Europe’s Ordeal – From Lithuanian Blockade to Norwegian Salmon: Smaller countries in Europe have also felt the sting of Chinese trade retaliation. A striking case is Lithuania, which in 2021 angered Beijing by deepening ties with Taiwan. China responded with an unprecedented trade blockade against the tiny Baltic nation. In December 2021, Lithuanian officials reported that China had “stopped all imports” from their country – customs authorities in China simply refused to clear Lithuanian goods. Beijing even delisted Lithuania as a country of origin in its customs system, making it impossible for goods (even those from other EU countries containing Lithuanian components) to enter China. This economic chokehold was a dramatic show of force against an EU member, taken in retaliation for Lithuania’s Taiwan policy. It not only hurt Lithuanian exporters (lasers, food, furniture) but also put pressure on European companies with Lithuanian supply chain links. The European Union lodged a WTO complaint and scrambled to devise an “anti-coercion” tool in response. Similarly, a decade earlier, Norway saw its lucrative salmon trade with China dry up after the 2010 Nobel Peace Prize was awarded to a Chinese dissident in Oslo. Chinese authorities suddenly imposed onerous import controls on Norwegian salmon, citing health concerns, which caused Norwegian fresh salmon sales in China to collapse by over 60%. Tons of salmon rotted in Chinese warehouses as shipments were delayed or turned back. Although Beijing never officially admitted a link, the timing – right after the Nobel Prize controversy – made it clear Norway’s fishing sector was being pinpointed as payback. In both the Lithuanian and Norwegian cases, China used technical barriers (customs codes, inspections) as effective trade weapons to exert political pressure.

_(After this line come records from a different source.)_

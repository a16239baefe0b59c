//! CPU backend for exercising the build without a GPU.

use std::{path::Path, rc::Rc};

use glam::Vec2;

use crate::{
    backend::{FontBaker, RenderBackend},
    build::flip_rows,
    pack::Rect,
    registry::FontSource,
    Error,
};

#[derive(Debug, Clone, PartialEq)]
pub struct SoftTexture {
    pub width: u32,
    pub height: u32,
    pub pixels: Vec<u8>,
    pub mip_levels: u32,
}

impl SoftTexture {
    pub fn solid(width: u32, height: u32, color: [u8; 4]) -> Self {
        Self {
            width,
            height,
            pixels: color.repeat((width * height) as usize),
            mip_levels: 1,
        }
    }

    pub fn pixel(&self, x: u32, y: u32) -> [u8; 4] {
        let i = ((y * self.width + x) * 4) as usize;
        [
            self.pixels[i],
            self.pixels[i + 1],
            self.pixels[i + 2],
            self.pixels[i + 3],
        ]
    }
}

pub struct SoftTarget {
    width: u32,
    height: u32,
    pixels: Vec<u8>,
}

impl SoftTarget {
    fn fill(&mut self, dst: Rect, mut color: impl FnMut(u32, u32) -> [u8; 4]) {
        let x0 = dst.x.max(0.0) as u32;
        let y0 = dst.y.max(0.0) as u32;
        let x1 = ((dst.x + dst.width).max(0.0) as u32).min(self.width);
        let y1 = ((dst.y + dst.height).max(0.0) as u32).min(self.height);
        for y in y0..y1 {
            for x in x0..x1 {
                let i = ((y * self.width + x) * 4) as usize;
                self.pixels[i..i + 4].copy_from_slice(&color(x - x0, y - y0));
            }
        }
    }
}

/// Records what it is asked to do and rasterizes fills and blits into the
/// bound target.
#[derive(Default)]
pub struct SoftBackend {
    /// Hands rows back bottom-up like a GL render target.
    pub inverted_y: bool,
    pub targets: Vec<(u32, u32)>,
    /// Clear flag of every pass, in order.
    pub passes: Vec<bool>,
    pub draws: Vec<(Rect, Rect)>,
    /// Makes `read_pixels` fail after consuming the target.
    pub fail_read_back: bool,
    bound: Option<SoftTarget>,
}

impl SoftBackend {
    pub fn with_inverted_y(inverted_y: bool) -> Self {
        Self {
            inverted_y,
            ..Default::default()
        }
    }

    pub fn fill(&mut self, dst: Rect, color: [u8; 4]) {
        if let Some(target) = &mut self.bound {
            target.fill(dst, |_, _| color);
        }
    }
}

impl RenderBackend for SoftBackend {
    type Target = SoftTarget;
    type Texture = SoftTexture;

    fn create_target(&mut self, width: u32, height: u32) -> Result<SoftTarget, Error> {
        self.targets.push((width, height));
        Ok(SoftTarget {
            width,
            height,
            pixels: vec![0xff; (width * height * 4) as usize],
        })
    }

    fn begin_pass(&mut self, target: &mut SoftTarget, clear: bool) -> Result<(), Error> {
        let mut pixels = std::mem::take(&mut target.pixels);
        if clear {
            pixels.fill(0);
        }
        self.passes.push(clear);
        self.bound = Some(SoftTarget {
            width: target.width,
            height: target.height,
            pixels,
        });
        Ok(())
    }

    fn end_pass(&mut self, target: &mut SoftTarget) -> Result<(), Error> {
        if let Some(bound) = self.bound.take() {
            target.pixels = bound.pixels;
        }
        Ok(())
    }

    fn read_pixels(&mut self, target: SoftTarget) -> Result<Vec<u8>, Error> {
        if self.fail_read_back {
            return Err(Error::Readback("device lost".into()));
        }
        let mut pixels = target.pixels;
        if self.inverted_y {
            flip_rows(&mut pixels, target.width, target.height);
        }
        Ok(pixels)
    }

    fn inverted_y(&self) -> bool {
        self.inverted_y
    }

    fn create_texture(
        &mut self,
        pixels: &[u8],
        width: u32,
        height: u32,
        mip_levels: u32,
    ) -> Result<SoftTexture, Error> {
        Ok(SoftTexture {
            width,
            height,
            pixels: pixels.to_vec(),
            mip_levels,
        })
    }

    fn draw_sub_image(&mut self, texture: &SoftTexture, src: Rect, dst: Rect) {
        self.draws.push((src, dst));
        if let Some(target) = &mut self.bound {
            target.fill(dst, |dx, dy| {
                let x = (src.x as u32 + dx).min(texture.width - 1);
                let y = (src.y as u32 + dy).min(texture.height - 1);
                texture.pixel(x, y)
            });
        }
    }
}

pub struct SoftFont {
    pub texture: Rc<SoftTexture>,
    pub origin: Vec2,
    pub size: Vec2,
    pub on_atlas: bool,
}

/// Bakes every font into a solid sheet four glyphs wide and one glyph tall.
pub struct SoftFonts;

impl SoftFonts {
    pub const COLOR: [u8; 4] = [0, 255, 0, 255];
    pub const MISSING: &'static str = "missing.ttf";
    /// Bakes fine but reports a NaN footprint.
    pub const BROKEN: &'static str = "broken.ttf";
}

impl FontBaker<SoftBackend> for SoftFonts {
    type Font = SoftFont;

    fn bake(&mut self, _: &mut SoftBackend, source: &FontSource) -> Result<SoftFont, Error> {
        if source.path == Path::new(Self::MISSING) {
            return Err(Error::Font {
                path: source.path.display().to_string(),
                reason: "no such file".into(),
            });
        }
        let size = source.size;
        Ok(SoftFont {
            texture: Rc::new(SoftTexture::solid(size * 4, size * 2, Self::COLOR)),
            origin: Vec2::ZERO,
            size: if source.path == Path::new(Self::BROKEN) {
                Vec2::NAN
            } else {
                glam::vec2((size * 4) as f32, size as f32)
            },
            on_atlas: false,
        })
    }

    fn footprint(&self, font: &SoftFont) -> Vec2 {
        font.size
    }

    fn blit(&mut self, backend: &mut SoftBackend, font: &SoftFont, dst: Rect) {
        let src = Rect::from_position_size(font.origin, font.size);
        backend.draw_sub_image(&font.texture, src, dst);
    }

    fn rebake(&mut self, font: &SoftFont, atlas: &Rc<SoftTexture>, origin: Vec2) -> SoftFont {
        SoftFont {
            texture: atlas.clone(),
            origin,
            size: font.size,
            on_atlas: true,
        }
    }
}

Japan’s Rare Earth Shock: China has also leveraged its dominance in critical raw materials for strategic effect. Following a tense maritime incident with Japan in late 2010 (over disputed islands in the East China Sea), Beijing imposed an unofficial embargo on rare earth mineral exports to Japan, cutting off supply of elements vital for Japan’s tech industry. For nearly two months, Chinese customs halted rare earth shipments to Japan, sending prices soaring and spurring panic among high-tech manufacturers. This was a glaring example of China using its market power in a niche sector as a geopolitical tool – a move later dubbed the “rare earths weapon.” The embargo was never formally announced, and Chinese officials denied a targeted ban, but industry observers and the Japanese government had little doubt it was retaliation for the arrest of a Chinese fishing boat captain. The episode pushed Japan to diversify its rare earth sources and stood as a warning of China’s willingness to withhold critical exports when provoked. (Notably, more recently in 2023, Beijing has tightened export controls on advanced materials like gallium and germanium – again hinting it could restrict key supplies to Western industries if conflicts escalate.)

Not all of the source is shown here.